> [REQUIRED ACTION] Please give back word for word the lines below, from the first one through the one with "let map_err = |kind: DwarfErrorKind|".

DATA RECORDS section start

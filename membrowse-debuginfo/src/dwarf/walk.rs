//! DIE-tree walk for a single compilation unit: builds its file table and collects
//! definition/declaration candidates for every `subprogram`/`variable`/`inlined_subroutine`
//! DIE worth keeping.

use gimli::{AttributeValue, DebuggingInformationEntry, Dwarf, Operation, Unit};

use super::resolve::{Candidate, CandidateKind};
use super::{CompilationUnit, FileEntry, Language, LineRow, Reader};
use crate::error::{DwarfError, DwarfErrorKind};

pub fn walk_unit<'a>(
    dwarf: &Dwarf<Reader<'a>>,
    unit: &Unit<Reader<'a>>,
    cu_index: usize,
    unit_offset: usize,
) -> Result<(CompilationUnit, Vec<Candidate>, Vec<LineRow>), DwarfError> {
    let map_err = |kind: DwarfErrorKind| DwarfError { unit_offset, kind };

    let mut cursor = unit.entries();
    let root = cursor
        .next_dfs()
        .map_err(|e| map_err(DwarfErrorKind::DieTree(e.to_string())))?
        .map(|(_, die)| die.clone())
        .ok_or_else(|| map_err(DwarfErrorKind::DieTree("missing root DIE".to_string())))?;

    let name = attr_string(dwarf, unit, &root, gimli::DW_AT_name).unwrap_or_default();
    let comp_dir = attr_string(dwarf, unit, &root, gimli::DW_AT_comp_dir).unwrap_or_default();
    let producer = attr_string(dwarf, unit, &root, gimli::DW_AT_producer).unwrap_or_default();
    let language = root
        .attr_value(gimli::DW_AT_language)
        .ok()
        .flatten()
        .and_then(|v| match v {
            AttributeValue::Language(lang) => Some(Language::from_dw_lang(lang)),
            _ => None,
        })
        .unwrap_or(Language::Other);

    let low_pc = low_pc_of(dwarf, unit, &root);
    let high_pc = low_pc.and_then(|lo| high_pc_of(&root, lo));

    let file_table = build_file_table(dwarf, unit, &name, &comp_dir).map_err(|e| map_err(DwarfErrorKind::LineProgram(e)))?;
    let line_rows = build_line_rows(unit, cu_index).map_err(|e| map_err(DwarfErrorKind::LineProgram(e)))?;

    let cu = CompilationUnit {
        name,
        comp_dir,
        producer,
        language,
        low_pc,
        high_pc,
        file_table,
        unit_offset,
    };

    let mut candidates = Vec::new();
    let mut cursor = unit.entries();
    let mut depth = 0i64;
    let mut in_subprogram_depth: Option<i64> = None;

    loop {
        let next = cursor
            .next_dfs()
            .map_err(|e| map_err(DwarfErrorKind::DieTree(e.to_string())))?;
        let Some((delta, die)) = next else { break };
        depth += delta;

        if let Some(sub_depth) = in_subprogram_depth {
            if depth <= sub_depth {
                in_subprogram_depth = None;
            }
        }

        match die.tag() {
            gimli::DW_TAG_subprogram => {
                in_subprogram_depth = Some(depth);
                if let Some(address) = low_pc_of(dwarf, unit, die) {
                    let decl_file = die.attr_value(gimli::DW_AT_decl_file).ok().flatten().and_then(as_udata);
                    let decl_line = die.attr_value(gimli::DW_AT_decl_line).ok().flatten().and_then(as_udata);
                    if let (Some(name), Some(file_index)) =
                        (attr_string(dwarf, unit, die, gimli::DW_AT_name), decl_file)
                    {
                        candidates.push(Candidate {
                            name,
                            address,
                            cu_index,
                            file_index,
                            line: decl_line.map(|l| l as u32),
                            die_offset: die.offset().0,
                            kind: CandidateKind::Definition,
                        });
                    }
                }
            }
            gimli::DW_TAG_variable if in_subprogram_depth.is_none() => {
                let is_declaration = die
                    .attr_value(gimli::DW_AT_declaration)
                    .ok()
                    .flatten()
                    .map(|v| matches!(v, AttributeValue::Flag(true)))
                    .unwrap_or(false);

                let address = location_address(dwarf, unit, die);
                let decl_file = die.attr_value(gimli::DW_AT_decl_file).ok().flatten().and_then(as_udata);
                let decl_line = die.attr_value(gimli::DW_AT_decl_line).ok().flatten().and_then(as_udata);
                let Some(name) = attr_string(dwarf, unit, die, gimli::DW_AT_name) else {
                    continue;
                };
                let Some(file_index) = decl_file else { continue };

                match (address, is_declaration) {
                    (Some(address), false) => candidates.push(Candidate {
                        name,
                        address,
                        cu_index,
                        file_index,
                        line: decl_line.map(|l| l as u32),
                        die_offset: die.offset().0,
                        kind: CandidateKind::Definition,
                    }),
                    (_, true) => candidates.push(Candidate {
                        name,
                        address: address.unwrap_or(0),
                        cu_index,
                        file_index,
                        line: decl_line.map(|l| l as u32),
                        die_offset: die.offset().0,
                        kind: CandidateKind::Declaration,
                    }),
                    _ => {}
                }
            }
            gimli::DW_TAG_inlined_subroutine => {
                if let Some(address) = low_pc_of(dwarf, unit, die) {
                    if let Some(name) = attr_string(dwarf, unit, die, gimli::DW_AT_name)
                        .or_else(|| inline_origin_name(dwarf, unit, die))
                    {
                        let decl_file = die.attr_value(gimli::DW_AT_decl_file).ok().flatten().and_then(as_udata);
                        let decl_line = die.attr_value(gimli::DW_AT_decl_line).ok().flatten().and_then(as_udata);
                        if let Some(file_index) = decl_file {
                            candidates.push(Candidate {
                                name,
                                address,
                                cu_index,
                                file_index,
                                line: decl_line.map(|l| l as u32),
                                die_offset: die.offset().0,
                                kind: CandidateKind::Inline,
                            });
                        }
                    }
                }
            }
            _ => {}
        }
    }

    Ok((cu, candidates, line_rows))
}

/// Collects `(address, file_index, line)` rows from the CU's line number program, used by
/// the source resolver's second-tier lookup when the DWARF definition/declaration map has
/// no entry for an address (§4.4).
fn build_line_rows<'a>(unit: &Unit<Reader<'a>>, cu_index: usize) -> Result<Vec<LineRow>, String> {
    let Some(program) = unit.line_program.clone() else {
        return Ok(Vec::new());
    };
    let mut rows = Vec::new();
    let mut state_rows = program.rows();
    while let Ok(Some((_, row))) = state_rows.next_row() {
        if row.end_sequence() {
            continue;
        }
        rows.push(LineRow {
            address: row.address(),
            cu_index,
            file_index: row.file_index(),
            line: row.line().map(|l| l.get() as u32),
        });
    }
    Ok(rows)
}

fn inline_origin_name<'a>(
    dwarf: &Dwarf<Reader<'a>>,
    unit: &Unit<Reader<'a>>,
    die: &DebuggingInformationEntry<Reader<'a>>,
) -> Option<String> {
    // DW_TAG_inlined_subroutine usually carries its name only via DW_AT_abstract_origin;
    // resolving the full reference chain is not attempted here, this is a best-effort tag.
    let _ = (dwarf, unit, die);
    None
}

fn as_udata(v: AttributeValue<Reader<'_>>) -> Option<u64> {
    v.udata_value()
}

fn attr_string<'a>(
    dwarf: &Dwarf<Reader<'a>>,
    unit: &Unit<Reader<'a>>,
    die: &DebuggingInformationEntry<Reader<'a>>,
    attr: gimli::DwAt,
) -> Option<String> {
    let value = die.attr_value(attr).ok().flatten()?;
    let r = dwarf.attr_string(unit, value).ok()?;
    Some(String::from_utf8_lossy(r.slice()).into_owned())
}

fn low_pc_of<'a>(dwarf: &Dwarf<Reader<'a>>, unit: &Unit<Reader<'a>>, die: &DebuggingInformationEntry<Reader<'a>>) -> Option<u64> {
    if let Ok(Some(AttributeValue::Addr(addr))) = die.attr_value(gimli::DW_AT_low_pc) {
        return Some(addr);
    }
    // DWARF5 non-contiguous ranges: fall back to the first range's start address.
    let ranges_attr = die.attr_value(gimli::DW_AT_ranges).ok().flatten()?;
    let AttributeValue::RangeListsRef(raw) = ranges_attr else {
        return None;
    };
    let offset = dwarf.ranges_offset(unit, raw).ok()?;
    let mut iter = dwarf.ranges(unit, offset).ok()?;
    iter.next().ok().flatten().map(|r| r.begin)
}

fn high_pc_of<'a>(die: &DebuggingInformationEntry<Reader<'a>>, low_pc: u64) -> Option<u64> {
    match die.attr_value(gimli::DW_AT_high_pc).ok().flatten()? {
        AttributeValue::Addr(addr) => Some(addr),
        other => other.udata_value().map(|offset| low_pc + offset),
    }
}

/// Resolves `DW_AT_location` to an absolute address, recognizing only `DW_OP_addr` and
/// `DW_OP_addrx` (resolved through `.debug_addr`). Register/frame-based locations and
/// `DW_OP_piece` compositions are not global bindings and are ignored (§4.3).
fn location_address<'a>(
    dwarf: &Dwarf<Reader<'a>>,
    unit: &Unit<Reader<'a>>,
    die: &DebuggingInformationEntry<Reader<'a>>,
) -> Option<u64> {
    let value = die.attr_value(gimli::DW_AT_location).ok().flatten()?;
    let AttributeValue::Exprloc(expr) = value else {
        return None;
    };
    let mut ops = expr.operations(unit.encoding());
    while let Ok(Some(op)) = ops.next() {
        match op {
            Operation::Address { address } => return Some(address),
            Operation::AddressIndex { index } => {
                return dwarf.address(unit, index).ok();
            }
            _ => continue,
        }
    }
    None
}

fn build_file_table<'a>(
    dwarf: &Dwarf<Reader<'a>>,
    unit: &Unit<Reader<'a>>,
    cu_name: &str,
    comp_dir: &str,
) -> Result<Vec<FileEntry>, String> {
    let Some(program) = unit.line_program.clone() else {
        return Ok(Vec::new());
    };
    let header = program.header();
    let version = unit.version();
    let mut table = Vec::new();

    if version <= 4 {
        // Index 0 is reserved/unused in DWARF <=4's file_names table; the implicit "current
        // file" is the CU's own primary source name.
        table.push(FileEntry::new(cu_name.to_string()));
    }

    for entry in header.file_names() {
        let file_name = dwarf
            .attr_string(unit, entry.path_name())
            .map(|r| String::from_utf8_lossy(r.slice()).into_owned())
            .unwrap_or_default();

        let dir = header
            .directory(entry.directory_index())
            .and_then(|d| dwarf.attr_string(unit, d).ok())
            .map(|r| String::from_utf8_lossy(r.slice()).into_owned())
            .unwrap_or_default();

        let full = if file_name.starts_with('/') || dir.is_empty() {
            file_name
        } else if dir.starts_with('/') {
            format!("{dir}/{file_name}")
        } else if comp_dir.is_empty() {
            format!("{dir}/{file_name}")
        } else {
            format!("{comp_dir}/{dir}/{file_name}")
        };

        table.push(FileEntry::new(full));
    }

    Ok(table)
}
//! Classifies an ELF's target architecture from its header's `e_machine` field.

use goblin::elf::header;
use membrowse_common::Arch;

/// Inspects `e_machine` and maps it to the small closed [`Arch`] enumeration the rest of the
/// core (and the JSON wire contract) works with.
pub fn detect(e_machine: u16) -> Arch {
    match e_machine {
        header::EM_ARM => Arch::Arm,
        header::EM_XTENSA => Arch::Xtensa,
        header::EM_RISCV => Arch::RiscV,
        header::EM_386 => Arch::X86,
        header::EM_X86_64 => Arch::X86_64,
        _ => Arch::Unknown,
    }
}

#[cfg(test)]
mod tests {
    use super::*;

    #[test]
    fn detects_known_machines() {
        assert_eq!(detect(header::EM_ARM), Arch::Arm);
        assert_eq!(detect(header::EM_XTENSA), Arch::Xtensa);
        assert_eq!(detect(header::EM_RISCV), Arch::RiscV);
        assert_eq!(detect(header::EM_386), Arch::X86);
        assert_eq!(detect(header::EM_X86_64), Arch::X86_64);
    }

    #[test]
    fn unknown_machine_falls_back() {
        assert_eq!(detect(0xffff), Arch::Unknown);
    }
}
//! A wrapper type providing direct memory access to binary data.

use std::borrow::Cow;
use std::fs::File;
use std::io;
use std::ops::Deref;
use std::path::Path;
use std::sync::Arc;

use memmap2::Mmap;

/// The owner of data behind a `ByteView`.
///
/// This can either be an mmapped file, an owned buffer, or a borrowed binary slice.
#[derive(Debug)]
enum ByteViewBacking<'a> {
    Buf(Cow<'a, [u8]>),
    Mmap(Mmap),
}

impl Deref for ByteViewBacking<'_> {
    type Target = [u8];

    fn deref(&self) -> &Self::Target {
        match *self {
            ByteViewBacking::Buf(ref buf) => buf,
            ByteViewBacking::Mmap(ref mmap) => mmap,
        }
    }
}

/// A smart pointer for byte data.
///
/// `ByteView` dereferences into a `&[u8]` whether the data was memory-mapped from the
/// file system or came from an owned/borrowed buffer. The core opens ELF files this way
/// so that the mapping can be released as soon as the resulting `MemoryReport` (which
/// owns no borrowed references back into the file) is returned, per §5's resource model.
#[derive(Clone, Debug)]
pub struct ByteView<'a> {
    backing: Arc<ByteViewBacking<'a>>,
}

impl<'a> ByteView<'a> {
    fn with_backing(backing: ByteViewBacking<'a>) -> Self {
        ByteView {
            backing: Arc::new(backing),
        }
    }

    /// Constructs a `ByteView` from a `Cow`.
    pub fn from_cow(cow: Cow<'a, [u8]>) -> Self {
        ByteView::with_backing(ByteViewBacking::Buf(cow))
    }

    /// Constructs a `ByteView` from a byte slice.
    pub fn from_slice(buffer: &'a [u8]) -> Self {
        ByteView::from_cow(Cow::Borrowed(buffer))
    }

    /// Constructs a `ByteView` from a vector of bytes.
    pub fn from_vec(buffer: Vec<u8>) -> Self {
        ByteView::from_cow(Cow::Owned(buffer))
    }

    /// Constructs a `ByteView` from an open file handle by memory mapping the file.
    pub fn map_file(file: File) -> Result<Self, io::Error> {
        let backing = match unsafe { Mmap::map(&file) } {
            Ok(mmap) => ByteViewBacking::Mmap(mmap),
            Err(err) => {
                // Raised for empty files; treat as an empty buffer rather than failing.
                if err.kind() == io::ErrorKind::InvalidInput {
                    ByteViewBacking::Buf(Cow::Borrowed(b""))
                } else {
                    return Err(err);
                }
            }
        };

        Ok(ByteView::with_backing(backing))
    }

    /// Constructs a `ByteView` from a file path by memory mapping the file.
    pub fn open<P: AsRef<Path>>(path: P) -> Result<Self, io::Error> {
        let file = File::open(path)?;
        Self::map_file(file)
    }

    /// Returns a slice of the underlying data.
    #[inline(always)]
    pub fn as_slice(&self) -> &[u8] {
        self.backing.deref()
    }
}

impl AsRef<[u8]> for ByteView<'_> {
    #[inline(always)]
    fn as_ref(&self) -> &[u8] {
        self.as_slice()
    }
}

impl Deref for ByteView<'_> {
    type Target = [u8];

    #[inline(always)]
    fn deref(&self) -> &Self::Target {
        self.as_slice()
    }
}

#[cfg(test)]
mod tests {
    use super::*;
    use std::io::Write;
    use tempfile::NamedTempFile;

    #[test]
    fn open_empty_file() -> Result<(), io::Error> {
        let tmp = NamedTempFile::new()?;
        let view = ByteView::open(tmp.path())?;
        assert_eq!(&*view, b"");
        Ok(())
    }

    #[test]
    fn open_file() -> Result<(), io::Error> {
        let mut tmp = NamedTempFile::new()?;
        tmp.write_all(b"1234")?;
        let view = ByteView::open(tmp.path())?;
        assert_eq!(&*view, b"1234");
        Ok(())
    }

    #[test]
    fn from_slice_roundtrip() {
        let view = ByteView::from_slice(b"abcd");
        assert_eq!(view.as_slice(), b"abcd");
    }
}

DATA RECORDS section end

> [ANSWER TO THIS PROBLEM]
filename membrowse-debuginfo/src/dwarf/walk.rs
//! DIE-tree walk for a single compilation unit: builds its file table and collects
//! definition/declaration candidates for every `subprogram`/`variable`/`inlined_subroutine`
//! DIE worth keeping.

use gimli::{AttributeValue, DebuggingInformationEntry, Dwarf, Operation, Unit};

use super::resolve::{Candidate, CandidateKind};
use super::{CompilationUnit, FileEntry, Language, LineRow, Reader};
use crate::error::{DwarfError, DwarfErrorKind};

pub fn walk_unit<'a>(
    dwarf: &Dwarf<Reader<'a>>,
    unit: &Unit<Reader<'a>>,
    cu_index: usize,
    unit_offset: usize,
) -> Result<(CompilationUnit, Vec<Candidate>, Vec<LineRow>), DwarfError> {
    let map_err = |kind: DwarfErrorKind| DwarfError { unit_offset, kind };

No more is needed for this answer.